The state of these encryption solutions is having a financial impact: the survey estimates that “fragmented encryption solutions and poor key management is costing each organization an average of $124,965 per year.”

Nearly half (48 percent) of respondents say they increased encryption use over the past two years; for 38 percent, the encryption level remained the same. The respondents claim that 43 percent of their data is encrypted “at some point in its lifecycle.”

The solution(s) used varies widely. According to the report:

While adoption is high, that doesn’t mean everybody is on the same page. We didn’t see a consensus on a single, agreed-upon encryption product that was meeting everyone’s needs. Some enterprises reported as many as five different encryption solutions deployed in their data center. The typical organization reports they have five different encryption solutions deployed.
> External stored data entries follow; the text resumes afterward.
use etcdfs_core::Qid;
use etcdfs_http::CreateKind;

use crate::bridge::ReadReply;
use crate::dirent::DirEntry;
use crate::error::FsError;

/// Protocol-level file identifier.
pub type Fid = u32;

/// The callback surface a file-protocol server dispatches onto.
///
/// One implementation instance serves one connection: fids are scoped to
/// it, and it is driven by one request at a time.
pub trait FileServer {
    /// Bind `fid` to the root.
    fn attach(&mut self, fid: Fid, aname: &str) -> Result<Qid, FsError>;

    /// Walk `names` from `fid`, binding the result to `newfid`.
    ///
    /// With no names this is a plain clone. Walking a fid onto itself does
    /// not clone, so it costs one request per name. If the first name fails the
    /// error is returned; if a later one fails, the qids walked so far are
    /// returned and `newfid` is left unbound. `fid` is never changed unless
    /// it equals `newfid` and the whole walk succeeds.
    fn walk(&mut self, fid: Fid, newfid: Fid, names: &[&str]) -> Result<Vec<Qid>, FsError>;

    fn open(&mut self, fid: Fid) -> Result<Qid, FsError>;

    fn read(&mut self, fid: Fid, offset: u64, count: u32) -> Result<ReadReply, FsError>;

    /// Returns the number of bytes accepted.
    fn write(&mut self, fid: Fid, data: &[u8]) -> Result<u32, FsError>;

    /// Create `name` in the directory `fid` denotes; `fid` then denotes it.
    fn create(&mut self, fid: Fid, name: &str, kind: CreateKind) -> Result<Qid, FsError>;

    /// Delete the node `fid` denotes. `fid` is released either way.
    fn remove(&mut self, fid: Fid) -> Result<(), FsError>;

    fn stat(&mut self, fid: Fid) -> Result<DirEntry, FsError>;

    /// Release `fid`.
    fn clunk(&mut self, fid: Fid) -> Result<(), FsError>;
}
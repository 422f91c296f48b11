//! # etcdfs-core
//!
//! The data model shared by the etcdfs layers:
//! - `KeyPath`: absolute, normalized path into the store's keyspace
//! - `Node`: one store entry and its owned subtree, decoded from JSON
//! - `Qid`: identity token manufactured from a path and a node version
//!
//! # Example
//!
//! ```rust
//! use etcdfs_core::{KeyPath, Node, Qid};
//!
//! let node = Node::from_slice(br#"{"key":"/foo","value":"bar","modifiedIndex":2}"#).unwrap();
//! let path = KeyPath::root().join("foo").unwrap();
//! let qid = Qid::new(path.as_str(), Some(&node));
//! assert!(!qid.is_dir());
//! assert_eq!(qid.version, 2);
//! ```

mod error;
mod node;
mod path;
mod qid;

pub use error::ParseError;
pub use node::{Node, MAX_DEPTH};
pub use path::{last_segment, KeyPath, PathError};
pub use qid::{path_hash, Qid, QidKind, QTDIR, QTFILE};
To my surprise, a third of those surveyed admit that they deployed encryption without approval of the security group “on a somewhat to extremely frequent basis.” Perhaps that’s why, as the report points out, “the projects are not necessarily following the company’s best practices, [and] 52 percent of organizations have experienced serious issues with encryption keys including lost keys (34 percent) and key failure (32 percent).”

Employee turnover is always a security problem -- enterprises must be diligent in terminating access to applications and data. Here’s another task to add to that list: “former employees who have refused to return keys,” a situation at more than a quarter (26 percent) of enterprises surveyed. Unfortunately, the survey found respondents expressing concern about managing encryption keys. “Forty percent are less than somewhat confident they can retrieve keys. Thirty-nine percent are less than somewhat confident they can protect access to business information from disgruntled employees.” That should make the security team nervous. Very nervous.

Key management causes further problems for enterprises; the most common is an inability to meet compliance requests (48 percent), followed by an inability to respond to eDiscovery requests (42 percent) or impeding access to important business information (41 percent).

Research for the trends survey was conducted in September by Applied Research, which examined the answers of “C-level, tactical management, and strategic management” respondents in 1,575 organizations from 37 countries.